And when you say countries, these are not mainstream countries. Some of them–
you went to Africa. You’ve been to places where you wouldn’t think that you would actually bring kids there.
– Family destinations… like the Congo.
– Like the Congo.
– And Rwanda. And we never tried to rack up large numbers of countries. We’d rather go to a place and stay there for a longer time. We just spent three months in Argentina. We did four months in India, we did two months in Rwanda, we did a month in Japan. So we prefer that idea of slow travel.
– And let me ask you this, this is not really an investing thing. This is a more worldly living thing and getting a perspective. What would you say are the biggest things that your kids have learned by experiencing cultures? And I mean you’re experiencing deep cultures, you’re not going to Paris and hanging out in tourist areas. What are the things that they’ve really learned that you think are the most valuable from a parent to see?

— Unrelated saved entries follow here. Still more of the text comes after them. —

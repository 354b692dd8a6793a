//! CSV market data and report adapters.
//!
//! History lives in `<data_dir>/<INSTRUMENT>_<timeframe>.csv` with a header
//! row `timestamp,open,high,low,close,volume`, oldest bar first. Timestamps
//! may be `YYYY-MM-DD HH:MM:SS`, ISO `YYYY-MM-DDTHH:MM:SS`, a bare date, or
//! epoch milliseconds.

use crate::domain::backtest::BacktestOutcome;
use crate::domain::config::instrument_key;
use crate::domain::error::TraderError;
use crate::domain::ohlcv::Bar;
use crate::domain::search::{PairSearch, TrialRecord};
use crate::domain::timeframe::Timeframe;
use crate::ports::market_data_port::MarketDataPort;
use crate::ports::report_port::ReportPort;
use chrono::{DateTime, NaiveDate, NaiveDateTime};
use serde::Serialize;
use std::fs;
use std::path::{Path, PathBuf};

const TIMESTAMP_FORMATS: [&str; 3] = ["%Y-%m-%d %H:%M:%S", "%Y-%m-%dT%H:%M:%S", "%Y-%m-%d %H:%M"];

pub struct CsvMarketData {
    base_path: PathBuf,
}

impl CsvMarketData {
    pub fn new(base_path: PathBuf) -> Self {
        Self { base_path }
    }

    pub fn csv_path(&self, instrument: &str, timeframe: Timeframe) -> PathBuf {
        self.base_path
            .join(format!("{}_{}.csv", instrument_key(instrument), timeframe))
    }
}

impl MarketDataPort for CsvMarketData {
    fn fetch_bars(
        &self,
        instrument: &str,
        timeframe: Timeframe,
        limit: usize,
    ) -> Result<Vec<Bar>, TraderError> {
        let path = self.csv_path(instrument, timeframe);
        let content = fs::read_to_string(&path).map_err(|e| {
            TraderError::external(
                instrument,
                format!("failed to read {}: {}", path.display(), e),
            )
        })?;

        let mut rdr = csv::Reader::from_reader(content.as_bytes());
        let mut bars = Vec::new();

        for (row, result) in rdr.records().enumerate() {
            let record = result?;
            let bar = parse_record(&record).map_err(|reason| {
                TraderError::external(
                    instrument,
                    format!("{} row {}: {}", path.display(), row + 1, reason),
                )
            })?;
            bars.push(bar);
        }

        if limit > 0 && bars.len() > limit {
            let excess = bars.len() - limit;
            bars.drain(..excess);
        }
        Ok(bars)
    }

    fn has_series(&self, instrument: &str, timeframe: Timeframe) -> bool {
        self.csv_path(instrument, timeframe).is_file()
    }
}

fn parse_record(record: &csv::StringRecord) -> Result<Bar, String> {
    let field = |i: usize, name: &str| {
        record
            .get(i)
            .map(str::trim)
            .ok_or_else(|| format!("missing {} column", name))
    };
    let number = |i: usize, name: &str| {
        field(i, name).and_then(|raw| {
            raw.parse::<f64>()
                .map_err(|e| format!("invalid {} {:?}: {}", name, raw, e))
        })
    };

    let raw_ts = field(0, "timestamp")?;
    let timestamp =
        parse_timestamp(raw_ts).ok_or_else(|| format!("invalid timestamp {:?}", raw_ts))?;

    Ok(Bar {
        timestamp,
        open: number(1, "open")?,
        high: number(2, "high")?,
        low: number(3, "low")?,
        close: number(4, "close")?,
        volume: number(5, "volume")?,
    })
}

fn parse_timestamp(raw: &str) -> Option<NaiveDateTime> {
    if let Some(ts) = TIMESTAMP_FORMATS
        .iter()
        .find_map(|fmt| NaiveDateTime::parse_from_str(raw, fmt).ok())
    {
        return Some(ts);
    }
    if let Ok(date) = NaiveDate::parse_from_str(raw, "%Y-%m-%d") {
        return date.and_hms_opt(0, 0, 0);
    }
    raw.parse::<i64>()
        .ok()
        .and_then(DateTime::from_timestamp_millis)
        .map(|dt| dt.naive_utc())
}

/// One summary row per (instrument, timeframe) run.
#[derive(Debug, Serialize)]
struct SummaryRow<'a> {
    instrument: &'a str,
    timeframe: &'a str,
    bars: usize,
    trades: usize,
    wins: usize,
    losses: usize,
    win_rate: f64,
    total_pnl: f64,
    ending_balance: f64,
    profit_factor: f64,
    max_drawdown: f64,
    stop_loss_exits: usize,
    take_profit_exits: usize,
    trailing_stop_exits: usize,
    opposite_signal_exits: usize,
    final_exits: usize,
}

impl<'a> SummaryRow<'a> {
    fn new(instrument: &'a str, timeframe: &'a str, outcome: &BacktestOutcome) -> Self {
        use crate::domain::position::ExitReason::*;
        let r = &outcome.result;
        Self {
            instrument,
            timeframe,
            bars: outcome.bars,
            trades: r.trade_count,
            wins: r.wins,
            losses: r.losses,
            win_rate: r.win_rate,
            total_pnl: r.total_pnl,
            ending_balance: r.ending_balance,
            profit_factor: r.profit_factor,
            max_drawdown: r.max_drawdown,
            stop_loss_exits: r.exit_count(StopLoss),
            take_profit_exits: r.exit_count(TakeProfit),
            trailing_stop_exits: r.exit_count(TrailingStop),
            opposite_signal_exits: r.exit_count(OppositeSignal),
            final_exits: r.exit_count(FinalExit),
        }
    }
}

/// Writes report files into one output directory.
pub struct CsvReportAdapter {
    out_dir: PathBuf,
    trials_file: String,
}

impl CsvReportAdapter {
    pub fn new(out_dir: PathBuf) -> Self {
        Self {
            out_dir,
            trials_file: "trials.csv".to_string(),
        }
    }

    /// Write trials to `path` instead of `<out_dir>/trials.csv`. The best
    /// trials go next to it with a `best_` prefix.
    pub fn with_trials_path(path: &Path) -> Self {
        let out_dir = path
            .parent()
            .map(Path::to_path_buf)
            .unwrap_or_else(|| PathBuf::from("."));
        let trials_file = path
            .file_name()
            .map(|n| n.to_string_lossy().into_owned())
            .unwrap_or_else(|| "trials.csv".to_string());
        Self {
            out_dir,
            trials_file,
        }
    }

    pub fn trades_path(&self, instrument: &str, timeframe: Timeframe) -> PathBuf {
        self.out_dir.join(format!(
            "{}_{}_trades.csv",
            instrument_key(instrument),
            timeframe
        ))
    }

    pub fn summary_path(&self) -> PathBuf {
        self.out_dir.join("summary.csv")
    }

    pub fn trials_path(&self) -> PathBuf {
        self.out_dir.join(&self.trials_file)
    }

    pub fn best_path(&self) -> PathBuf {
        self.out_dir.join(format!("best_{}", self.trials_file))
    }

    fn write_rows<T: Serialize>(&self, path: &Path, rows: &[T]) -> Result<(), TraderError> {
        if let Some(parent) = path.parent() {
            fs::create_dir_all(parent)?;
        }
        let mut wtr = csv::Writer::from_path(path)?;
        for row in rows {
            wtr.serialize(row)?;
        }
        wtr.flush()?;
        Ok(())
    }
}

impl ReportPort for CsvReportAdapter {
    fn write_run(
        &self,
        instrument: &str,
        timeframe: Timeframe,
        outcome: &BacktestOutcome,
    ) -> Result<(), TraderError> {
        self.write_rows(&self.trades_path(instrument, timeframe), &outcome.trades)
    }

    fn write_summary(
        &self,
        runs: &[(String, Timeframe, &BacktestOutcome)],
    ) -> Result<(), TraderError> {
        let labels: Vec<String> = runs.iter().map(|(_, tf, _)| tf.to_string()).collect();
        let rows: Vec<SummaryRow> = runs
            .iter()
            .zip(&labels)
            .map(|((instrument, _, outcome), tf)| SummaryRow::new(instrument, tf, outcome))
            .collect();
        self.write_rows(&self.summary_path(), &rows)
    }

    fn write_trials(&self, trials: &[TrialRecord]) -> Result<(), TraderError> {
        self.write_rows(&self.trials_path(), trials)
    }

    fn write_best(&self, searches: &[PairSearch]) -> Result<(), TraderError> {
        let best: Vec<TrialRecord> = searches.iter().filter_map(|s| s.best_trial()).collect();
        self.write_rows(&self.best_path(), &best)
    }
}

– Well, I think one thing that’s important is that we’re super lucky. I think on a relative basis looking at the whole world, we live in high luxury, and we’re very wealthy. And so we didn’t want our children to assume that’s the way everyone lived. And so we saw how people live very differently to us back in London, or in Florida, or in the U.S. And things aren’t as clean and manicured, and the cars aren’t as new. And the roads aren’t as safe and you see people who just very generally have far less than we do.

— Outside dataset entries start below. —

//! Live evaluation cycle: evaluate each instrument across timeframes and
//! submit an order when the decision changes.

use std::collections::HashMap;
use std::sync::{Arc, Mutex, MutexGuard};

use rayon::prelude::*;
use serde::Serialize;
use tracing::{debug, error, info};

use super::config::{LiveSettings, ProfileStore, instrument_key};
use super::decision::{Combinator, Decision, Evaluation, FrameSource};
use super::error::TraderError;
use super::indicator::{IndicatorParams, IndicatorSnapshot, latest_snapshot};
use super::ohlcv::normalize_series;
use super::position::Side;
use super::scoring::ScoringConfig;
use super::timeframe::Timeframe;
use crate::ports::execution_port::ExecutionPort;
use crate::ports::market_data_port::MarketDataPort;

#[derive(Debug, Clone, PartialEq, Serialize)]
pub struct OrderRequest {
    pub instrument: String,
    pub side: Side,
    pub size: f64,
    pub stop_price: f64,
}

#[derive(Debug, Clone, PartialEq, Eq, Serialize)]
pub struct OrderAck {
    pub order_id: String,
}

#[derive(Debug, Clone, PartialEq)]
pub struct CycleReport {
    pub instrument: String,
    pub evaluation: Evaluation,
    pub order: Option<(OrderRequest, OrderAck)>,
}

/// Latest snapshot of each timeframe of one instrument, fetched on demand.
pub struct MarketFrames<'a> {
    data: &'a dyn MarketDataPort,
    profiles: &'a ProfileStore,
    instrument: &'a str,
    bar_limit: usize,
}

impl<'a> MarketFrames<'a> {
    pub fn new(
        data: &'a dyn MarketDataPort,
        profiles: &'a ProfileStore,
        instrument: &'a str,
        bar_limit: usize,
    ) -> Self {
        Self {
            data,
            profiles,
            instrument,
            bar_limit,
        }
    }
}

impl FrameSource for MarketFrames<'_> {
    fn snapshot(
        &self,
        timeframe: Timeframe,
        params: &IndicatorParams,
    ) -> Result<IndicatorSnapshot, TraderError> {
        let bars = self
            .data
            .fetch_bars(self.instrument, timeframe, self.bar_limit)?;
        let bars = normalize_series(bars, self.bar_limit);
        debug!(instrument = self.instrument, %timeframe, bars = bars.len(), "frame fetched");
        latest_snapshot(&bars, params).ok_or_else(|| TraderError::NoData {
            instrument: self.instrument.to_string(),
            timeframe: timeframe.to_string(),
        })
    }

    fn scoring_config(&self, timeframe: Timeframe) -> ScoringConfig {
        self.profiles.get(self.instrument, timeframe).scoring.clone()
    }
}

type Memo = Arc<Mutex<Option<Decision>>>;

pub struct LiveTrader {
    data: Arc<dyn MarketDataPort>,
    execution: Arc<dyn ExecutionPort>,
    profiles: ProfileStore,
    combinator: Box<dyn Combinator>,
    settings: LiveSettings,
    price_timeframe: Timeframe,
    memos: Mutex<HashMap<String, Memo>>,
}

impl LiveTrader {
    pub fn new(
        data: Arc<dyn MarketDataPort>,
        execution: Arc<dyn ExecutionPort>,
        profiles: ProfileStore,
        combinator: Box<dyn Combinator>,
        settings: LiveSettings,
    ) -> Self {
        Self {
            data,
            execution,
            profiles,
            combinator,
            settings,
            price_timeframe: Timeframe::M5,
            memos: Mutex::new(HashMap::new()),
        }
    }

    /// Timeframe whose latest close prices an order. Defaults to 5m.
    pub fn with_price_timeframe(mut self, timeframe: Timeframe) -> Self {
        self.price_timeframe = timeframe;
        self
    }

    /// Last decision an order was issued for.
    pub fn last_decision(&self, instrument: &str) -> Option<Decision> {
        *lock(&self.memo(&instrument_key(instrument)))
    }

    /// Evaluate without trading.
    pub fn evaluate(&self, instrument: &str) -> Result<Evaluation, TraderError> {
        let key = instrument_key(instrument);
        let frames = MarketFrames::new(
            self.data.as_ref(),
            &self.profiles,
            &key,
            self.settings.bar_limit,
        );
        self.combinator.evaluate(&frames)
    }

    /// Evaluate one instrument and, if the decision is directional and differs
    /// from the last one issued, size and submit an order. The instrument's
    /// memo stays locked from the comparison until the submission returns.
    pub fn run_cycle(&self, instrument: &str) -> Result<CycleReport, TraderError> {
        let key = instrument_key(instrument);
        let evaluation = self.evaluate(&key)?;
        let decision = evaluation.decision;
        info!(
            instrument = %key,
            combinator = self.combinator.name(),
            %decision,
            confidence = evaluation.confidence.value(),
            "evaluated"
        );

        let mut report = CycleReport {
            instrument: key.clone(),
            evaluation,
            order: None,
        };
        let side = match decision {
            Decision::Buy => Side::Long,
            Decision::Sell => Side::Short,
            _ => return Ok(report),
        };

        let memo = self.memo(&key);
        let mut last = lock(&memo);
        if *last == Some(decision) {
            debug!(instrument = %key, %decision, "already issued, skipping");
            return Ok(report);
        }

        let order = self.size_order(&key, side)?;
        let ack = self.execution.submit(&order)?;
        info!(
            instrument = %key,
            side = side.as_str(),
            size = order.size,
            stop = order.stop_price,
            order_id = %ack.order_id,
            "order accepted"
        );
        *last = Some(decision);
        report.order = Some((order, ack));
        Ok(report)
    }

    /// Run a cycle for every instrument concurrently. A failing instrument
    /// reports `Decision::Error` and does not affect the others.
    pub fn run_all(&self, instruments: &[String]) -> Vec<CycleReport> {
        instruments
            .par_iter()
            .map(|instrument| {
                self.run_cycle(instrument).unwrap_or_else(|e| {
                    error!(instrument = %instrument, error = %e, "cycle failed");
                    CycleReport {
                        instrument: instrument_key(instrument),
                        evaluation: Evaluation::error(e.to_string()),
                        order: None,
                    }
                })
            })
            .collect()
    }

    fn size_order(&self, instrument: &str, side: Side) -> Result<OrderRequest, TraderError> {
        let bars = self
            .data
            .fetch_bars(instrument, self.price_timeframe, 1)?;
        let price = bars.last().map(|b| b.close).ok_or_else(|| TraderError::NoData {
            instrument: instrument.to_string(),
            timeframe: self.price_timeframe.to_string(),
        })?;
        if !(price.is_finite() && price > 0.0) {
            return Err(TraderError::external(
                instrument,
                format!("invalid price {}", price),
            ));
        }

        let balance = self.execution.balance()?;
        if !(balance.is_finite() && balance > 0.0) {
            return Err(TraderError::external(
                instrument,
                format!("balance {} leaves nothing to trade", balance),
            ));
        }

        let stop_pct = self
            .profiles
            .get(instrument, self.price_timeframe)
            .risk
            .stop_loss_pct;
        Ok(OrderRequest {
            instrument: instrument.to_string(),
            side,
            size: balance * self.settings.risk_per_trade / price,
            stop_price: price * (1.0 - side.sign() * stop_pct),
        })
    }

    fn memo(&self, key: &str) -> Memo {
        lock(&self.memos)
            .entry(key.to_string())
            .or_default()
            .clone()
    }
}

/// A panicked holder leaves the memo value intact, so poisoning is ignored.
fn lock<T>(mutex: &Mutex<T>) -> MutexGuard<'_, T> {
    mutex.lock().unwrap_or_else(|poisoned| poisoned.into_inner())
}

– And so we wanted the kids to appreciate that just to see. I think that’s a big thing. And then to meet people from all over the world to see the different cultures and the different attitudes and the different ways of dressing and the different ways of moving around. And I think that’s all important.
The different foods–
the foods I really–
I don’t know if I don’t have a scientific background for this.
– But we wanted the kids to eat from all the different continents so they would get the strong stomachs to have for immune-system purposes. That kind of thing.

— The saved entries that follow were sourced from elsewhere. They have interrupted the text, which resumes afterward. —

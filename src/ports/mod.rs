//! Port traits for the collaborators the domain talks to.

pub mod config_port;
pub mod execution_port;
pub mod market_data_port;
pub mod profile_store_port;
pub mod report_port;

And above all we just had a great time. We have a great time as a family exploring. And I think that’s probably the most important thing is just the memories, the pictures.
– And you guys are very disciplined as well. I know that when it comes to homeschooling on the road, you guys are pretty strict in making sure that have your kids with their hours and meeting all of the criteria that they need.
– There’s no criteria except for what we say.
– Well, that’s what I’m–
but your criteria that you’re setting up it’s not like you’re going to places and they just go play with other kids all day. They’re still learning.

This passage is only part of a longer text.